Cláudia Fragoso

17/10/2021
 
 
 
 Até quando teremos que prestar contas?
 
 
Já tem namorado? Já sabe qual curso vai fazer na faculdade? Quando você noiva? E o casório, é quando? Vão ter filhos logo? Está estudando para concurso? E o segundo filho, vem quando?
 
Se você é mulher, muito provavelmente, em qualquer fase da vida, passa por essa sabatina de perguntas que duram todo o ciclo da vida. Não que os homens não sejam cobrados, mas acredito que o teor das perguntas e a intensidade são outros.
 
Viver procurando “dar satisfações” o tempo inteiro ao mundo pode ser extremamente cansativo e avassalador, principalmente se você já está na angústia de não ter um emprego ou não saber se casa, se quer ter filhos ou se ser concursada é o melhor caminho. E a verdade é que nunca saberemos se nossas escolhas estão corretas.
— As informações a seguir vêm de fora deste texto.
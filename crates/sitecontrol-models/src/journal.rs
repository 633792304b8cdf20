//! Journal entries: contractor reports awaiting supervisor review.

use serde::{Deserialize, Serialize};
use std::fmt;
use std::str::FromStr;

use crate::date::DayDate;
use crate::error::ModelError;
use crate::ids::{EntryId, ProjectId, WorkItemId};

/// Review status of a journal entry.
#[derive(Debug, Clone, Copy, PartialEq, Eq, Hash, Serialize, Deserialize, Default)]
#[serde(rename_all = "kebab-case")]
pub enum EntryStatus {
    /// Submitted, awaiting review.
    #[default]
    Pending,
    /// Accepted by the supervisor.
    Accepted,
    /// Rejected by the supervisor.
    Rejected,
}

impl EntryStatus {
    /// Badge label shown to site staff.
    pub fn label(&self) -> &'static str {
        match self {
            EntryStatus::Pending => "На проверке",
            EntryStatus::Accepted => "Принято",
            EntryStatus::Rejected => "Отклонено",
        }
    }
}

impl fmt::Display for EntryStatus {
    fn fmt(&self, f: &mut fmt::Formatter<'_>) -> fmt::Result {
        let s = match self {
            EntryStatus::Pending => "pending",
            EntryStatus::Accepted => "accepted",
            EntryStatus::Rejected => "rejected",
        };
        f.write_str(s)
    }
}

impl FromStr for EntryStatus {
    type Err = ModelError;

    fn from_str(s: &str) -> Result<Self, Self::Err> {
        match s.trim().to_lowercase().as_str() {
            "pending" => Ok(EntryStatus::Pending),
            "accepted" => Ok(EntryStatus::Accepted),
            "rejected" => Ok(EntryStatus::Rejected),
            other => Err(ModelError::UnknownVariant {
                kind: "entry status",
                value: other.to_string(),
            }),
        }
    }
}

/// A supervisor's verdict on a journal entry.
#[derive(Debug, Clone, Copy, PartialEq, Eq, Hash, Serialize, Deserialize)]
#[serde(rename_all = "kebab-case")]
pub enum ReviewDecision {
    /// Accept the reported work.
    Accept,
    /// Send the work back.
    Reject,
}

impl ReviewDecision {
    /// Status an entry ends up in after this decision.
    pub fn resulting_status(&self) -> EntryStatus {
        match self {
            ReviewDecision::Accept => EntryStatus::Accepted,
            ReviewDecision::Reject => EntryStatus::Rejected,
        }
    }
}

impl fmt::Display for ReviewDecision {
    fn fmt(&self, f: &mut fmt::Formatter<'_>) -> fmt::Result {
        match self {
            ReviewDecision::Accept => f.write_str("accept"),
            ReviewDecision::Reject => f.write_str("reject"),
        }
    }
}

impl FromStr for ReviewDecision {
    type Err = ModelError;

    fn from_str(s: &str) -> Result<Self, Self::Err> {
        match s.trim().to_lowercase().as_str() {
            "accept" | "accepted" => Ok(ReviewDecision::Accept),
            "reject" | "rejected" => Ok(ReviewDecision::Reject),
            other => Err(ModelError::UnknownVariant {
                kind: "review decision",
                value: other.to_string(),
            }),
        }
    }
}

/// A contractor's report of work performed.
#[derive(Debug, Clone, PartialEq, Eq, Serialize, Deserialize)]
pub struct JournalEntry {
    /// Unique identifier for the entry.
    pub id: EntryId,

    /// Project the work was done on.
    pub project_id: ProjectId,

    /// Work item the report refers to.
    pub work_item_id: WorkItemId,

    /// Name of the reporting contractor.
    pub contractor: String,

    /// Date the report was submitted.
    pub submitted_on: DayDate,

    /// Free-text description of the work.
    pub description: String,

    /// Review status.
    pub status: EntryStatus,

    /// Reviewer's comment, if any.
    #[serde(default, skip_serializing_if = "Option::is_none")]
    pub comment: Option<String>,
}

impl JournalEntry {
    /// Creates a pending entry with a fresh ID.
    pub fn new(
        project_id: impl Into<ProjectId>,
        work_item_id: impl Into<WorkItemId>,
        contractor: impl Into<String>,
        description: impl Into<String>,
        submitted_on: DayDate,
    ) -> Self {
        Self {
            id: EntryId::new(),
            project_id: project_id.into(),
            work_item_id: work_item_id.into(),
            contractor: contractor.into(),
            submitted_on,
            description: description.into(),
            status: EntryStatus::Pending,
            comment: None,
        }
    }

    /// Replaces the generated ID (seed data).
    pub fn with_id(mut self, id: impl Into<EntryId>) -> Self {
        self.id = id.into();
        self
    }

    /// Returns true if the entry still awaits review.
    pub fn is_pending(&self) -> bool {
        self.status == EntryStatus::Pending
    }

    /// Records a review. The comment is only overwritten when one is given.
    ///
    /// Returns false and leaves the entry untouched if it was already
    /// reviewed.
    pub fn apply_review(&mut self, decision: ReviewDecision, comment: Option<String>) -> bool {
        if !self.is_pending() {
            return false;
        }
        self.status = decision.resulting_status();
        if comment.is_some() {
            self.comment = comment;
        }
        true
    }

    /// Contractor initials, e.g. "ИП" for "Иван Петров".
    pub fn contractor_initials(&self) -> String {
        self.contractor
            .split_whitespace()
            .filter_map(|part| part.chars().next())
            .flat_map(char::to_uppercase)
            .take(2)
            .collect()
    }
}

#[cfg(test)]
mod tests {
    use super::*;

    fn entry() -> JournalEntry {
        JournalEntry::new(
            "p1",
            "w1",
            "Иван Петров",
            "Уложено 50 м кабеля",
            DayDate::parse("15.08.2024").unwrap(),
        )
    }

    #[test]
    fn test_entry_creation() {
        let entry = entry();

        assert!(entry.id.as_str().starts_with("entry-"));
        assert_eq!(entry.status, EntryStatus::Pending);
        assert!(entry.is_pending());
        assert!(entry.comment.is_none());
    }

    #[test]
    fn test_apply_review_accept_without_comment() {
        let mut entry = entry();
        assert!(entry.apply_review(ReviewDecision::Accept, None));

        assert_eq!(entry.status, EntryStatus::Accepted);
        assert!(entry.comment.is_none());
        assert!(!entry.is_pending());
    }

    #[test]
    fn test_apply_review_reject_with_comment() {
        let mut entry = entry();
        assert!(entry.apply_review(ReviewDecision::Reject, Some("Переделать".to_string())));

        assert_eq!(entry.status, EntryStatus::Rejected);
        assert_eq!(entry.comment.as_deref(), Some("Переделать"));
    }

    #[test]
    fn test_apply_review_keeps_earlier_decision() {
        let mut entry = entry();
        entry.apply_review(ReviewDecision::Accept, Some("Принято".to_string()));

        assert!(!entry.apply_review(ReviewDecision::Reject, Some("Переделать".to_string())));
        assert_eq!(entry.status, EntryStatus::Accepted);
        assert_eq!(entry.comment.as_deref(), Some("Принято"));
    }

    #[test]
    fn test_decision_from_str() {
        assert_eq!("accept".parse::<ReviewDecision>().unwrap(), ReviewDecision::Accept);
        assert_eq!("REJECT".parse::<ReviewDecision>().unwrap(), ReviewDecision::Reject);
        assert!("maybe".parse::<ReviewDecision>().is_err());
    }

    #[test]
    fn test_contractor_initials() {
        assert_eq!(entry().contractor_initials(), "ИП");

        let mut single = entry();
        single.contractor = "бригада".to_string();
        assert_eq!(single.contractor_initials(), "Б");
    }

    #[test]
    fn test_entry_status_serialization() {
        let json = serde_json::to_string(&EntryStatus::Rejected).unwrap();
        assert_eq!(json, "\"rejected\"");
    }
}
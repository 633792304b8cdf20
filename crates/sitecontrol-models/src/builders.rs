//! Builder patterns for types with many optional fields.

use crate::date::DayDate;
use crate::ids::{ProjectId, WorkItemId};
use crate::work::{WorkItem, WorkStatus};

/// Builder for creating WorkItem instances with a fluent API.
#[derive(Debug, Clone)]
pub struct WorkItemBuilder {
    id: WorkItemId,
    project_id: ProjectId,
    title: String,
    deadline: DayDate,
    status: Option<WorkStatus>,
    progress: u8,
    assignee: Option<String>,
}

impl WorkItemBuilder {
    /// Creates a new WorkItemBuilder with required fields.
    pub fn new(
        id: impl Into<WorkItemId>,
        project_id: impl Into<ProjectId>,
        title: impl Into<String>,
        deadline: DayDate,
    ) -> Self {
        Self {
            id: id.into(),
            project_id: project_id.into(),
            title: title.into(),
            deadline,
            status: None,
            progress: 0,
            assignee: None,
        }
    }

    /// Sets the status (defaults to in-progress).
    pub fn status(mut self, status: WorkStatus) -> Self {
        self.status = Some(status);
        self
    }

    /// Sets the progress, clamped to 100.
    pub fn progress(mut self, progress: u8) -> Self {
        self.progress = progress.min(100);
        self
    }

    /// Sets the assignee.
    pub fn assignee(mut self, assignee: impl Into<String>) -> Self {
        self.assignee = Some(assignee.into());
        self
    }

    /// Builds the WorkItem.
    pub fn build(self) -> WorkItem {
        WorkItem {
            id: self.id,
            project_id: self.project_id,
            title: self.title,
            deadline: self.deadline,
            status: self.status.unwrap_or_default(),
            progress: self.progress,
            assignee: self.assignee,
        }
    }
}
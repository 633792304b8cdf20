//! Derived views over the store.
//!
//! Everything here is recomputed from the collections on each call; nothing
//! is cached and nothing is written back. "Overdue" in particular only ever
//! exists as a view.

use serde::Serialize;
use sitecontrol_models::{
    DayDate, EntryStatus, Inspection, JournalEntry, ProjectId, WorkItem, WorkStatus,
};

use crate::filter::EntryFilter;
use crate::store::SiteStore;

/// Work items of a project, in store order.
pub fn work_items_for_project<'a>(store: &'a SiteStore, project_id: &ProjectId) -> Vec<&'a WorkItem> {
    store
        .work_items()
        .iter()
        .filter(|item| item.project_id == *project_id)
        .collect()
}

/// Deadline strictly before `today` and not accepted.
pub fn is_overdue(item: &WorkItem, today: DayDate) -> bool {
    item.is_overdue(today)
}

/// Every overdue work item, in store order.
pub fn overdue_work_items(store: &SiteStore, today: DayDate) -> Vec<&WorkItem> {
    store
        .work_items()
        .iter()
        .filter(|item| is_overdue(item, today))
        .collect()
}

/// Journal entries matching `filter`, newest first.
pub fn entries_matching<'a>(store: &'a SiteStore, filter: &EntryFilter) -> Vec<&'a JournalEntry> {
    store
        .journal()
        .iter()
        .filter(|entry| filter.matches(entry))
        .collect()
}

/// Completed inspections plus the active one, if any.
fn all_inspections(store: &SiteStore) -> impl Iterator<Item = &Inspection> {
    store.inspections().iter().chain(store.active_inspection())
}

/// Headline counters for the supervisor dashboard.
#[derive(Debug, Clone, Copy, PartialEq, Eq, Default, Serialize)]
pub struct Dashboard {
    pub active_projects: usize,
    /// Work items completed or accepted.
    pub completed_work_items: usize,
    /// Open defects across completed and active inspections.
    pub open_defects: usize,
    pub pending_entries: usize,
    pub overdue_work_items: usize,
}

impl Dashboard {
    /// Computes the counters from the current store contents.
    pub fn compute(store: &SiteStore, today: DayDate) -> Self {
        Self {
            active_projects: store.projects().iter().filter(|p| p.is_active()).count(),
            completed_work_items: store
                .work_items()
                .iter()
                .filter(|w| w.status.is_done())
                .count(),
            open_defects: all_inspections(store)
                .map(Inspection::open_defect_count)
                .sum(),
            pending_entries: store
                .journal()
                .iter()
                .filter(|e| e.status == EntryStatus::Pending)
                .count(),
            overdue_work_items: overdue_work_items(store, today).len(),
        }
    }
}

/// A work item paired with the status to display for it today.
#[derive(Debug, Clone, PartialEq, Eq, Serialize)]
pub struct WorkItemView<'a> {
    #[serde(flatten)]
    pub item: &'a WorkItem,
    pub effective_status: WorkStatus,
}

/// Work items (optionally of one project) with their effective status.
pub fn work_item_views<'a>(
    store: &'a SiteStore,
    project_id: Option<&ProjectId>,
    today: DayDate,
) -> Vec<WorkItemView<'a>> {
    let items: Vec<&WorkItem> = match project_id {
        Some(id) => work_items_for_project(store, id),
        None => store.work_items().iter().collect(),
    };

    items
        .into_iter()
        .map(|item| WorkItemView {
            item,
            effective_status: item.effective_status(today),
        })
        .collect()
}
Algo que funciona para mim e que pode fazer sentido para você é que escolhemos o melhor possível, dentro das condições que tínhamos naquele momento”. 
 
Ainda estamos lutando pela garantia de diretos iguais para homens e mulheres e essas cobranças retratam o peso de buscarmos uma “vida perfeita” aos olhos da sociedade. Mas a grande questão é: A VIDA MUDOU!
 
Hoje não precisamos mais namorar, fazer faculdade, noivar, casar, ter filhos e estudar até passar num concurso! Não, não precisamos! Queremos? Talvez sim, talvez não. Talvez queiramos apenas uma dessas coisas ou todas ao mesmo tempo! O fato é que não devemos nos encaixar em quaisquer moldes que nos ditem o que quer que seja! Somos livres para viver!
 
E nessa liberdade, criamos a vida que faz sentido para nós! Que possamos, no entanto, ter SORORIDADE! Essa palavra vem do latim, sorór, que quer dizer “irmãs”. Sororidade é a ideia de solidariedade entre as mulheres, que se apoiam e se unem para conquistar a liberdade que desejam. É importante falar sobre essa união, uma vez que muitas mulheres ainda se comportam como se estivessem competindo umas com as outras e, por vezes, suas falas se resumem a cobranças em relação a trabalho, casamento, filhos, culto ao corpo perfeito, entre outras coisas.
 
Se você é homem, procure compreender mais as mulheres que lhe rodeiam, dê voz e vez a cada uma delas! Você, definitivamente, precisou de pelo menos uma delas! Não seja um babaca que silencia a voz das mulheres quando está em uma roda de “machos alfas”. (Sei que você não é esse tipo só por chegar até aqui no texto! Um babaca não conseguiria ir até o fim dessa leitura!).
 
Agora se você é mulher, irmã, que possamos juntas estar mais presentes na vida de outras mulheres: 
 
Ligando para algumas delas só para saber como estão (e estar disposta a ouvir, não perguntar só para “cumprir tabela”)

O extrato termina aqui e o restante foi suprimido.